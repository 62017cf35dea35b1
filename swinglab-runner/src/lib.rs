//! SwingLab Runner: performance analytics over simulation output, plus a
//! rayon-based batch driver for parameter sweeps. Every run in a batch
//! gets a freshly constructed engine and shares nothing mutable.

pub mod batch;
pub mod metrics;

pub use batch::{best_by_profit, run_batch, BatchRun};
pub use metrics::PerformanceSummary;
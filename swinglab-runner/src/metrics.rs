//! Performance metrics: pure functions over the trade ledger and the
//! equity curve. No dependency on the engine's internals; feeding the
//! same ledger back in always reproduces the same numbers.

use serde::{Deserialize, Serialize};
use swinglab_core::domain::{EquityPoint, Trade};

/// Aggregate performance of one simulation run.
#[derive(Debug, Clone, Serialize, Deserialize)]
pub struct PerformanceSummary {
    pub total_profit: f64,
    pub num_trades: usize,
    pub win_rate: f64,
    pub gross_profit: f64,
    pub gross_loss: f64,
    /// +∞ when there are profits but no losses; 0.0 for an empty ledger.
    pub profit_factor: f64,
    /// Negative fraction of the running equity peak (-0.15 = 15% decline).
    pub max_drawdown: f64,
    pub sharpe: f64,
}

impl PerformanceSummary {
    /// Compute all metrics. `periods_per_year` is the Sharpe annualization
    /// factor: bars per year of the equity curve's timeframe (e.g. 8760
    /// for hourly crypto, 252 for daily equities).
    pub fn compute(trades: &[Trade], equity_curve: &[EquityPoint], periods_per_year: f64) -> Self {
        let equity: Vec<f64> = equity_curve.iter().map(|p| p.equity).collect();
        Self {
            total_profit: total_profit(trades),
            num_trades: trades.len(),
            win_rate: win_rate(trades),
            gross_profit: gross_profit(trades),
            gross_loss: gross_loss(trades),
            profit_factor: profit_factor(trades),
            max_drawdown: max_drawdown(&equity),
            sharpe: sharpe_ratio(&equity, periods_per_year),
        }
    }
}

// ─── Individual metric functions ────────────────────────────────────

/// Sum of realized profits over closed trades.
pub fn total_profit(trades: &[Trade]) -> f64 {
    trades.iter().map(|t| t.realized_profit).sum()
}

/// Fraction of trades with positive profit; 0.0 for an empty ledger.
pub fn win_rate(trades: &[Trade]) -> f64 {
    if trades.is_empty() {
        return 0.0;
    }
    let winners = trades.iter().filter(|t| t.is_winner()).count();
    winners as f64 / trades.len() as f64
}

pub fn gross_profit(trades: &[Trade]) -> f64 {
    trades
        .iter()
        .filter(|t| t.realized_profit > 0.0)
        .map(|t| t.realized_profit)
        .sum()
}

pub fn gross_loss(trades: &[Trade]) -> f64 {
    trades
        .iter()
        .filter(|t| t.realized_profit < 0.0)
        .map(|t| t.realized_profit.abs())
        .sum()
}

/// Gross profit over gross loss. +∞ when every trade won and at least one
/// did; 0.0 when there are no trades (or no winners and no losers).
pub fn profit_factor(trades: &[Trade]) -> f64 {
    let gp = gross_profit(trades);
    let gl = gross_loss(trades);
    if gl > 0.0 {
        gp / gl
    } else if gp > 0.0 {
        f64::INFINITY
    } else {
        0.0
    }
}

/// Maximum drawdown as a negative fraction of the running peak.
///
/// Returns 0.0 for constant or monotonically rising equity.
pub fn max_drawdown(equity: &[f64]) -> f64 {
    if equity.len() < 2 {
        return 0.0;
    }
    let mut peak = equity[0];
    let mut max_dd = 0.0_f64;
    for &eq in equity {
        if eq > peak {
            peak = eq;
        }
        if peak > 0.0 {
            let dd = (eq - peak) / peak;
            if dd < max_dd {
                max_dd = dd;
            }
        }
    }
    max_dd
}

/// Annualized Sharpe ratio over the equity curve's period returns.
///
/// Sharpe = mean(returns) / std(returns) × sqrt(periods_per_year).
/// Returns 0.0 when the deviation is zero or there are fewer than 3 points.
pub fn sharpe_ratio(equity: &[f64], periods_per_year: f64) -> f64 {
    let returns = period_returns(equity);
    if returns.len() < 2 {
        return 0.0;
    }
    let mean = returns.iter().sum::<f64>() / returns.len() as f64;
    let var = returns.iter().map(|r| (r - mean).powi(2)).sum::<f64>() / (returns.len() - 1) as f64;
    let std = var.sqrt();
    if std < 1e-15 {
        return 0.0;
    }
    (mean / std) * periods_per_year.sqrt()
}

/// Percentage change between consecutive equity points. Points at or below
/// zero equity yield no return (the run has halted there anyway).
pub fn period_returns(equity: &[f64]) -> Vec<f64> {
    equity
        .windows(2)
        .filter(|w| w[0] > 0.0)
        .map(|w| (w[1] - w[0]) / w[0])
        .collect()
}

#[cfg(test)]
mod tests {
    use super::*;
    use chrono::{Duration, TimeZone, Utc};
    use swinglab_core::domain::{Direction, ExitReason, PositionSide};

    fn trade(profit: f64) -> Trade {
        let t0 = Utc.with_ymd_and_hms(2024, 1, 2, 0, 0, 0).unwrap();
        Trade {
            direction: Direction::Long,
            entry_time: t0,
            entry_price: 100.0,
            exit_time: t0 + Duration::hours(4),
            exit_price: 100.0 + profit,
            size: 1.0,
            realized_profit: profit,
            exit_reason: ExitReason::TrailingStop,
        }
    }

    fn curve(values: &[f64]) -> Vec<EquityPoint> {
        let t0 = Utc.with_ymd_and_hms(2024, 1, 2, 0, 0, 0).unwrap();
        values
            .iter()
            .enumerate()
            .map(|(i, &equity)| EquityPoint {
                timestamp: t0 + Duration::hours(i as i64),
                balance: equity,
                equity,
                state: PositionSide::Flat,
            })
            .collect()
    }

    #[test]
    fn empty_ledger_metrics() {
        let summary = PerformanceSummary::compute(&[], &curve(&[100.0, 100.0]), 8760.0);
        assert_eq!(summary.total_profit, 0.0);
        assert_eq!(summary.num_trades, 0);
        assert_eq!(summary.win_rate, 0.0);
        assert_eq!(summary.profit_factor, 0.0);
        assert_eq!(summary.max_drawdown, 0.0);
        assert_eq!(summary.sharpe, 0.0);
    }

    #[test]
    fn win_rate_and_totals() {
        let trades = [trade(10.0), trade(-5.0), trade(20.0), trade(-5.0)];
        assert_eq!(total_profit(&trades), 20.0);
        assert_eq!(win_rate(&trades), 0.5);
        assert_eq!(gross_profit(&trades), 30.0);
        assert_eq!(gross_loss(&trades), 10.0);
        assert_eq!(profit_factor(&trades), 3.0);
    }

    #[test]
    fn profit_factor_infinite_without_losses() {
        let trades = [trade(10.0), trade(5.0)];
        assert!(profit_factor(&trades).is_infinite());
        assert!(profit_factor(&trades) > 0.0);
    }

    #[test]
    fn profit_factor_zero_for_all_losers() {
        let trades = [trade(-10.0), trade(-5.0)];
        assert_eq!(profit_factor(&trades), 0.0);
    }

    #[test]
    fn drawdown_is_negative_fraction_of_peak() {
        // Peak 120, trough 90: drawdown = (90-120)/120 = -0.25.
        let dd = max_drawdown(&[100.0, 120.0, 90.0, 110.0]);
        assert!((dd + 0.25).abs() < 1e-12);
    }

    #[test]
    fn drawdown_zero_for_rising_equity() {
        assert_eq!(max_drawdown(&[100.0, 110.0, 120.0]), 0.0);
    }

    #[test]
    fn sharpe_zero_for_constant_equity() {
        assert_eq!(sharpe_ratio(&[100.0, 100.0, 100.0, 100.0], 8760.0), 0.0);
    }

    #[test]
    fn sharpe_positive_for_steady_gains() {
        // Alternating small/large gains: positive mean, nonzero std.
        let sharpe = sharpe_ratio(&[100.0, 101.0, 103.0, 104.0, 106.0], 252.0);
        assert!(sharpe > 0.0);
    }

    #[test]
    fn recompute_is_idempotent() {
        let trades = [trade(10.0), trade(-5.0)];
        let equity = curve(&[100.0, 110.0, 105.0]);
        let a = PerformanceSummary::compute(&trades, &equity, 8760.0);
        let b = PerformanceSummary::compute(&trades, &equity, 8760.0);
        assert_eq!(a.total_profit, b.total_profit);
        assert_eq!(a.win_rate, b.win_rate);
        assert_eq!(a.profit_factor, b.profit_factor);
        assert_eq!(a.sharpe, b.sharpe);
    }
}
+++
Looking at the listing above, which lines hold "points"? Copy every such line.

/// Returns 0.0 when the deviation is zero or there are fewer than 3 points.
/// Percentage change between consecutive equity points. Points at or below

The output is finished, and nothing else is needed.